Dear Editor,

We read with interest the review entitled “Rheumatologic manifestations of primary immunodeficiency diseases” by Dimitriades et al. [1]. This is a well-written review providing guidance for rheumatologists regarding when they should consider primary immunodeficiency diseases and also explores how these immunodeficiency states may be underlying their rheumatologic disorder. We would like to comment on this review regarding other associations between rheumatologic disorders and primary immunodeficiency diseases.

In addition to inflammasome-related disorders, interferonopathies such as chronic atypical neutrophilic dermatosis with lipodystrophy and elevated temperature and STING-associated vasculopathy with onset in infancy may be seen in the setting of autoinflammatory disorders.

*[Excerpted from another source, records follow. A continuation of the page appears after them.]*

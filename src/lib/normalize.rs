use std::collections::HashMap;
use std::str::FromStr;

use chrono::NaiveDate;
use rust_decimal::prelude::ToPrimitive;
use rust_decimal::Decimal;

use crate::error::{EtlError, Result};
use crate::io::RawRecord;
use crate::types::{MonetaryAmount, NormalizedRecord};

/// Accepted layouts for the `date` column.
const DATE_FORMATS: [&str; 2] = ["%Y-%m-%d", "%Y/%m/%d"];

/// Normalize every raw row into the canonical schema and derive its revenue.
/// Output cardinality equals input cardinality: rows are never dropped for
/// missing numeric values, and an unparsable date rejects the whole dataset.
pub fn normalize(rows: Vec<RawRecord>) -> Result<Vec<NormalizedRecord>> {
    rows.into_iter()
        .enumerate()
        .map(|(row, raw)| normalize_row(row, raw))
        .collect()
}

fn normalize_row(row: usize, raw: RawRecord) -> Result<NormalizedRecord> {
    let fields = canonical_fields(raw);

    let date_value = fields
        .get("date")
        .filter(|v| !v.is_empty())
        .ok_or(EtlError::MissingColumn { row, column: "date" })?;
    let date = parse_date(row, date_value)?;

    let product_id = fields
        .get("product_id")
        .cloned()
        .ok_or(EtlError::MissingColumn {
            row,
            column: "product_id",
        })?;

    let quantity = parse_quantity(row, fields.get("quantity"))?;
    let price = parse_price(row, fields.get("price"))?;

    Ok(NormalizedRecord::new(date, product_id, quantity, price))
}

/// Field matching is case- and whitespace-insensitive on input; the canonical
/// names are `date`, `product_id`, `quantity`, `price`.
fn canonical_fields(raw: RawRecord) -> HashMap<String, String> {
    raw.into_iter()
        .map(|(name, value)| (name.trim().to_lowercase(), value))
        .collect()
}

fn parse_date(row: usize, value: &str) -> Result<NaiveDate> {
    DATE_FORMATS
        .iter()
        .find_map(|fmt| NaiveDate::parse_from_str(value, fmt).ok())
        .ok_or_else(|| EtlError::Date {
            row,
            value: value.to_string(),
        })
}

/// Missing or empty quantity becomes 0; any fractional part is truncated.
fn parse_quantity(row: usize, value: Option<&String>) -> Result<i64> {
    let value = match value {
        None => return Ok(0),
        Some(v) if v.is_empty() => return Ok(0),
        Some(v) => v,
    };
    Decimal::from_str(value)
        .ok()
        .and_then(|d| d.trunc().to_i64())
        .ok_or_else(|| EtlError::Number {
            row,
            column: "quantity",
            value: value.clone(),
        })
}

/// Missing or empty price becomes 0.0.
fn parse_price(row: usize, value: Option<&String>) -> Result<MonetaryAmount> {
    let value = match value {
        None => return Ok(MonetaryAmount::default()),
        Some(v) if v.is_empty() => return Ok(MonetaryAmount::default()),
        Some(v) => v,
    };
    Decimal::from_str(value)
        .map(MonetaryAmount::new)
        .map_err(|_| EtlError::Number {
            row,
            column: "price",
            value: value.clone(),
        })
}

Furthermore, PLCγ2-associated antibody deficiency and immune dysregulation, autoinflammation and PLCγ2-associated antibody deficiency and immune dysregulation, HOIL-1, and NF-kB disorders including Blau syndrome and early onset enterocolitis, familial psoriasis may be seen in association with autoinflammatory disorders [2].

Secondly, adenosine deaminase 2 protein (encoded by CECR1 gene) deficiency has recently been defined and may be associated with recurrent fever and early onset vasculopathy mimicking classical polyarteritis nodosa characterized by stroke and microaneurysms, inflammation, and mild immunodeficiency [3]. Thus, this entity may also be included in the list.

Lastly, hyper-immunoglobulin E syndrome is a rare primary immune deficiency disease characterized by skin and lung infections and dermatitis. Vasculitis leading to stenosis, occlusion, and aneurysm formation has been reported in this syndrome [4].

We suggest the inclusion of these entities in this extensive review which provides guidance in the setting of rheumatologic presentations in association with primary immunodeficiency diseases.